Это коллективное одиночество вызвало в моей памяти образы некоторых картин Эдварда Хоппера. Его холсты, несмотря на уныние и тоску, которые выразил на них художник, вовсе не кажутся унылыми и серыми сами по себе. Они скорее позволяют зрителю увидеть некое эхо его собственных печалей и грусти. Принцип лечения подобного подобным в данном случае срабатывает как нельзя лучше. Что, как не грустные книги, лучше всего утешает нас, когда нам грустно? Куда, спрашивается, нужно ехать, когда рядом никого нет и когда некого любить? Естественно, в одинокое полупустое кафе на забытой богом заправочной станции.

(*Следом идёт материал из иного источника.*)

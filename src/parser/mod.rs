//! Page, RDF and coordinate parsing
//!
//! This module handles the three parsing steps of a resolution: finding
//! the RDF export link in an article page, reading the RDF export into an
//! entity graph, and turning attribute text into coordinates.

pub mod geo;
pub mod html;
pub mod rdf;

pub use geo::parse_geo;
pub use html::{find_rdf_link, parse_rdf_link, RDF_MIME_TYPE};
pub use rdf::{attributes, parse_rdf, relations, thing_label, Element, EntityGraph, Thing};
//! # dual_core: Forward-Mode Automatic Differentiation over Dual Numbers
//!
//! ## Layer Role
//!
//! dual_core is the kernel of the workspace, providing:
//! - The `Dual` value+derivative type and its arithmetic (`types::dual`)
//! - Scalar/vector derivative storage and conformability (`types::derivative`)
//! - Constant-or-Dual operands and their promotion (`types::operand`)
//! - Error types: `DualError`, `DerivativeShape` (`types::error`)
//! - Variable seeding and Jacobian assembly (`multivar`)
//! - Chain-rule aware sin, cos, tan, sqrt, log, exp (`math::elementary`)
//!
//! ## Minimal Dependencies
//!
//! - ndarray: Vector derivatives and Jacobian matrices
//! - num-traits: `Pow` operator trait
//! - approx: Tolerance-based equality for `Dual` and `Derivative`
//! - thiserror: Error derivation
//! - serde: Serialisation support (optional)
//!
//! ## Usage Examples
//!
//! ```rust
//! use dual_core::{exp, make_vars, sin, Dual, MultiVar};
//! use ndarray::array;
//!
//! // Single variable: d/dx [x sin(x)] at x = 0 is 0
//! let x = Dual::variable(0.0);
//! let y = &x * sin(&x);
//! assert_eq!(y.derivative().as_scalar(), Some(0.0));
//!
//! // Several variables: gradient of x*y at (2, 3)
//! let vars = make_vars(&[2.0, 3.0], None).unwrap();
//! let (x, y) = (&vars[0], &vars[1]);
//! assert_eq!(x * y, Dual::new(6.0, array![3.0, 2.0]));
//!
//! // Jacobian of (x*y, exp(x))
//! let f = MultiVar::new(vec![x * y, exp(x)]);
//! assert_eq!(f.jacobian().unwrap().dim(), (2, 2));
//! ```
//!
//! ## Feature Flags
//!
//! - `serde`: Enable serialisation for `Dual`, `Derivative` and `DualError`

#![deny(missing_docs)]
#![deny(rustdoc::broken_intra_doc_links)]
#![deny(rustdoc::private_intra_doc_links)]

pub mod math;
pub mod multivar;
pub mod types;

pub use math::elementary::{cos, exp, log, sin, sqrt, tan, Elementary};
pub use multivar::{make_vars, MultiVar};
pub use num_traits::Pow;
pub use types::{conformable, Derivative, DerivativeShape, Dual, DualError, Operand, Result};
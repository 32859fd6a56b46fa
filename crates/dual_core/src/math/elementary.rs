//! Chain-rule aware elementary functions.
//!
//! Each function accepts either a plain number or a Dual. Plain numbers are
//! evaluated directly and stay plain; Duals get value `f(v)` and derivative
//! `f'(v) × dv`, the scalar slope multiplying every partial in multivariate
//! mode.
//!
//! | Function | f(v) | f'(v) |
//! |---|---|---|
//! | [`sin`] | sin v | cos v |
//! | [`cos`] | cos v | -sin v |
//! | [`tan`] | tan v | 1 / cos² v |
//! | [`sqrt`] | √v | 0.5 v^-0.5 |
//! | [`log`] | ln v | 1 / v |
//! | [`exp`] | e^v | e^v |
//!
//! ```rust
//! use dual_core::math::elementary::{exp, sin};
//! use dual_core::types::Dual;
//! use std::f64::consts::PI;
//!
//! assert_eq!(exp(0.0), 1.0);
//!
//! let y = sin(Dual::variable(PI));
//! assert_eq!(y.to_string(), "0.0, -1.0");
//! ```

use crate::types::{Dual, Operand};

/// Elementary functions over plain numbers and dual numbers.
///
/// Implemented for `f64` (plain evaluation), for `Dual` and `&Dual`
/// (chain rule), and for [`Operand`] (dispatch on the variant).
pub trait Elementary {
    /// Result type: `f64` for plain numbers, `Dual` for dual numbers.
    type Output;

    /// Sine.
    fn sin(self) -> Self::Output;

    /// Cosine.
    fn cos(self) -> Self::Output;

    /// Tangent.
    fn tan(self) -> Self::Output;

    /// Square root.
    fn sqrt(self) -> Self::Output;

    /// Natural logarithm.
    fn ln(self) -> Self::Output;

    /// Exponential.
    fn exp(self) -> Self::Output;
}

impl Elementary for f64 {
    type Output = f64;

    #[inline]
    fn sin(self) -> f64 {
        f64::sin(self)
    }

    #[inline]
    fn cos(self) -> f64 {
        f64::cos(self)
    }

    #[inline]
    fn tan(self) -> f64 {
        f64::tan(self)
    }

    #[inline]
    fn sqrt(self) -> f64 {
        f64::sqrt(self)
    }

    #[inline]
    fn ln(self) -> f64 {
        f64::ln(self)
    }

    #[inline]
    fn exp(self) -> f64 {
        f64::exp(self)
    }
}

impl Elementary for &Dual {
    type Output = Dual;

    /// d(sin a) = cos(a) × da
    #[inline]
    fn sin(self) -> Dual {
        let v = self.value();
        self.chain(v.sin(), v.cos())
    }

    /// d(cos a) = -sin(a) × da
    #[inline]
    fn cos(self) -> Dual {
        let v = self.value();
        self.chain(v.cos(), -v.sin())
    }

    /// d(tan a) = da / cos²(a)
    #[inline]
    fn tan(self) -> Dual {
        let v = self.value();
        self.chain(v.tan(), 1.0 / v.cos().powi(2))
    }

    /// d(√a) = 0.5 a^-0.5 × da
    #[inline]
    fn sqrt(self) -> Dual {
        let v = self.value();
        self.chain(v.sqrt(), 0.5 * (1.0 / v.powf(0.5)))
    }

    /// d(ln a) = da / a
    #[inline]
    fn ln(self) -> Dual {
        let v = self.value();
        self.chain(v.ln(), 1.0 / v)
    }

    /// d(exp a) = exp(a) × da
    #[inline]
    fn exp(self) -> Dual {
        let e = self.value().exp();
        self.chain(e, e)
    }
}

impl Elementary for Dual {
    type Output = Dual;

    #[inline]
    fn sin(self) -> Dual {
        (&self).sin()
    }

    #[inline]
    fn cos(self) -> Dual {
        (&self).cos()
    }

    #[inline]
    fn tan(self) -> Dual {
        (&self).tan()
    }

    #[inline]
    fn sqrt(self) -> Dual {
        (&self).sqrt()
    }

    #[inline]
    fn ln(self) -> Dual {
        (&self).ln()
    }

    #[inline]
    fn exp(self) -> Dual {
        (&self).exp()
    }
}

/// Applies `$f` to either variant, keeping constants constant.
macro_rules! dispatch_operand {
    ($operand:expr, $f:ident) => {
        match $operand {
            Operand::Constant(c) => Operand::Constant(Elementary::$f(c)),
            Operand::Dual(d) => Operand::Dual(Elementary::$f(&d)),
        }
    };
}

impl Elementary for Operand {
    type Output = Operand;

    fn sin(self) -> Operand {
        dispatch_operand!(self, sin)
    }

    fn cos(self) -> Operand {
        dispatch_operand!(self, cos)
    }

    fn tan(self) -> Operand {
        dispatch_operand!(self, tan)
    }

    fn sqrt(self) -> Operand {
        dispatch_operand!(self, sqrt)
    }

    fn ln(self) -> Operand {
        dispatch_operand!(self, ln)
    }

    fn exp(self) -> Operand {
        dispatch_operand!(self, exp)
    }
}

/// Sine of a plain number or a Dual.
#[inline]
pub fn sin<T: Elementary>(x: T) -> T::Output {
    x.sin()
}

/// Cosine of a plain number or a Dual.
#[inline]
pub fn cos<T: Elementary>(x: T) -> T::Output {
    x.cos()
}

/// Tangent of a plain number or a Dual.
#[inline]
pub fn tan<T: Elementary>(x: T) -> T::Output {
    x.tan()
}

/// Square root of a plain number or a Dual.
///
/// ```rust
/// use dual_core::math::elementary::sqrt;
/// use dual_core::types::Dual;
///
/// assert_eq!(sqrt(4.0), 2.0);
/// assert_eq!(sqrt(Dual::variable(100.0)), Dual::new(10.0, 0.05));
/// ```
#[inline]
pub fn sqrt<T: Elementary>(x: T) -> T::Output {
    x.sqrt()
}

/// Natural logarithm of a plain number or a Dual.
#[inline]
pub fn log<T: Elementary>(x: T) -> T::Output {
    x.ln()
}

/// Exponential of a plain number or a Dual.
#[inline]
pub fn exp<T: Elementary>(x: T) -> T::Output {
    x.exp()
}
//! CLI command implementations
//!
//! Each submodule implements a specific CLI command.

pub mod check;
pub mod gradient;
pub mod jacobian;
pub mod poly;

В 1906 году в возрасте двадцати четырех лет Хоппер приезжает в Париж и открывает для себя Бодлера, стихи которого будут затем сопровождать его всю жизнь. Взаимное притяжение художников кисти и слова понять и объяснить нетрудно: оба в своем творчестве исследовали одиночество, современную им городскую жизнь, саму современность в широком смысле этого слова; оба находили утешение в ночном мраке, обоих манили к себе дальние страны, оба преклонялись перед теми техническими возможностями, которые предоставляло путешественнику новое время. В 1925 году Хоппер купил себе новую машину — подержанный «Додж» — и перегнал его из Нью-Йорка в Нью-Мексико. С тех пор он проводил в поездках за рулем по нескольку месяцев каждый год. При этом он практически ежедневно делал наброски и зарисовки. Он рисовал в мотелях, набрасывал что-то, сидя на заднем сиденье машины, останавливался для того, чтобы поработать на пленэре, и делал зарисовки в придорожных столовых. С 1941 по 1955 год он пересек Америку пять раз — останавливался в мотелях «Бест Вестерн», «Дель Хейвен Кэбинс», «Аламо Плаза Куртс» и «Блю Топ Лоджес». Его манили к себе мерцающие неоновые вывески, гласившие: «Есть свободные места, телевизор, ванная». Он не мог противостоять магии подъездных дорожек к мотелям, тонких гостиничных матрасов, хрустящего накрахмаленного белья, больших, во всю входную стену, окон, выходивших на автостоянку или же на крохотный, идеально обработанный — словно наманикюренный — клочок газона. Его покоряла тайна путешественников, подъезжавших к мотелю затемно и вновь отправлявшихся в путь уже на рассвете. Он любил листать буклеты с перечислением местных достопримечательностей, любил разглядывать «припаркованные» в дальних углах пустынных коридоров тележки горничных и уборщиц. Чтобы поесть, Хоппер заезжал в придорожные кафе и столовые — в «Хот Шоппе Майти Мо Драйв-Инс», в «Стейк энд Шейкс» и в «Дог энд Саддс». Бензин в бак машины он заливал на заправочных станциях, обозначенных хрестоматийно известными логотипами таких компаний, как в «Мобил», «Стандарт Ойл», «Галф» и «Блю Саноко».